車は雨の夜道を進む。ワイパーの音が、残酷な子守歌のように響いていた。やがてその音すら遠のき、ミレックの世界は闇に沈んだ。
* * *
目を覚ましたとき、ミレックは波打つような頭痛にうめき声をあげた。
「う……」
寝返りを打ち、頭に手をやる。痛みの原因はすぐに見つかった――頭にきつく巻かれた目隠しの布。
ミレックは冷たい手で布をわしづかみにすると、一思いに放り出した。まぶしい光線に目がくらむ。かすかに瞼を開けると、薄暗い光の中に黒い壁が見えた。でこぼこした漆喰の黒――そこに白い、いびつなバツ印が描かれていた。

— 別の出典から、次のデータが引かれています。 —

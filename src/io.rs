//! Plain text output of a finished calculation.
use log::info;
use ndarray::*;
use std::fs::File;
use std::io::Write;
use std::path::Path;

use crate::error::Result;
use crate::integrate::BcdResult;
use crate::parallel::Collective;

/// Name of the tensor table inside the output directory.
pub const BCD_FILE: &str = "bcd.dat";
/// Name of the hot point list inside the output directory.
pub const KPOINT_LIST_FILE: &str = "kpoint_list";

/// Formats `data` row by row with eight decimals, sign aligned.
pub fn format_table<S: Data<Elem = f64>>(data: &ArrayBase<S, Ix2>) -> String {
    let mut s0 = String::new();
    for row in data.outer_iter() {
        for x in row.iter() {
            if *x >= 0.0 {
                s0.push_str("     ");
            } else {
                s0.push_str("    ");
            }
            s0.push_str(&format!("{:.8}", x));
        }
        s0.push('\n');
    }
    s0
}

pub fn write_txt<S: Data<Elem = f64>>(data: &ArrayBase<S, Ix2>, output: &Path) -> Result<()> {
    let mut file = File::create(output)?;
    file.write_all(format_table(data).as_bytes())?;
    Ok(())
}

impl BcdResult {
    /// Writes [`BCD_FILE`] and [`KPOINT_LIST_FILE`] into `dir`, creating it if needed.
    pub fn write_to<P: AsRef<Path>>(&self, dir: P) -> Result<()> {
        let dir = dir.as_ref();
        std::fs::create_dir_all(dir)?;
        write_txt(&self.bcd, &dir.join(BCD_FILE))?;
        write_txt(&self.hot_points, &dir.join(KPOINT_LIST_FILE))?;
        info!(
            "wrote {} energies and {} hot k points to {}",
            self.bcd.nrows(),
            self.hot_points.nrows(),
            dir.display()
        );
        Ok(())
    }

    /// [`BcdResult::write_to`] on the root rank, nothing elsewhere.
    pub fn output<C, P>(&self, comm: &C, dir: P) -> Result<()>
    where
        C: Collective + ?Sized,
        P: AsRef<Path>,
    {
        if comm.is_root() {
            self.write_to(dir)
        } else {
            Ok(())
        }
    }
}
use ndarray::*;
use num_complex::Complex;

/// Real part of $2i\\,xy$.
///
/// Since $\tx{Re}(2i z)=-2\tx{Im}(z)$ this is the same number as $-2\tx{Im}(xy)$,
/// which is the form used in the Berry curvature
/// $$\Og_n^c=\sum_{m\neq n}\f{\tx{Re}\lt(2i\\,v^a_{nm}v^b_{mn}\rt)}{(\ve_m-\ve_n)^2}.$$
#[inline(always)]
pub fn re_two_i(x: Complex<f64>, y: Complex<f64>) -> f64 {
    -2.0 * (x * y).im
}

/// Determinant of a 3$\times$3 matrix.
#[allow(non_snake_case)]
#[inline(always)]
pub fn det3<S: Data<Elem = f64>>(A: &ArrayBase<S, Ix2>) -> f64 {
    A[[0, 0]] * (A[[1, 1]] * A[[2, 2]] - A[[1, 2]] * A[[2, 1]])
        - A[[0, 1]] * (A[[1, 0]] * A[[2, 2]] - A[[1, 2]] * A[[2, 0]])
        + A[[0, 2]] * (A[[1, 0]] * A[[2, 1]] - A[[1, 1]] * A[[2, 0]])
}

/// Converts a fractional k vector into cartesian coordinates.
///
/// `reciprocal` stores $\bm b_1,\bm b_2,\bm b_3$ along axis 0, so the result is
/// $\sum_i k_i\bm b_i$.
#[inline(always)]
pub fn direct_to_cartesian<S: Data<Elem = f64>>(
    k_direct: &[f64; 3],
    reciprocal: &ArrayBase<S, Ix2>,
) -> Array1<f64> {
    let k = arr1(k_direct);
    k.dot(reciprocal)
}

それは「何かを封じ込めた痕」のように見えた。異様なまでに鮮烈で、幼い脳に焼きつき、網膜に刻まれた。
――三十年後になっても消えることのない像。
眠気はやがて薄れ、眼が冴えてくる。もう一度寝返りを打つ。体に激痛が走る。うめきとともに口からあふれ出たのは、伯母を呼ぶ幼い声だった。
「目を覚ましたようだ」
男の声。
ミレックは声のほうに顔を向け、目を細める。人影が見えた気がした。だが、それも一瞬のことだった。黒い布で視界が遮られた。
「眠らせろ」
「真夜中だ。そのうち眠るさ」
「泣き喚いて喉をつぶしたら価値が下がる。眠らせろ」
体を床に押さえつけられ、薬を嗅がされたことは、ミレックの記憶に残らなかった。
その後、記憶は断片的に途切れた。抱きかかえられて運ばれる感覚、冷たい雨。遠くでサイレンの音がかすかに響き、やがて消えていく。
そして最後に――
「お父さん……お父さん……」
幼い声は闇に吸い込まれ、ガレージ V-47 の冷たい床にたどり着いた。
長い夜が過ぎていたことを、彼は知らなかった。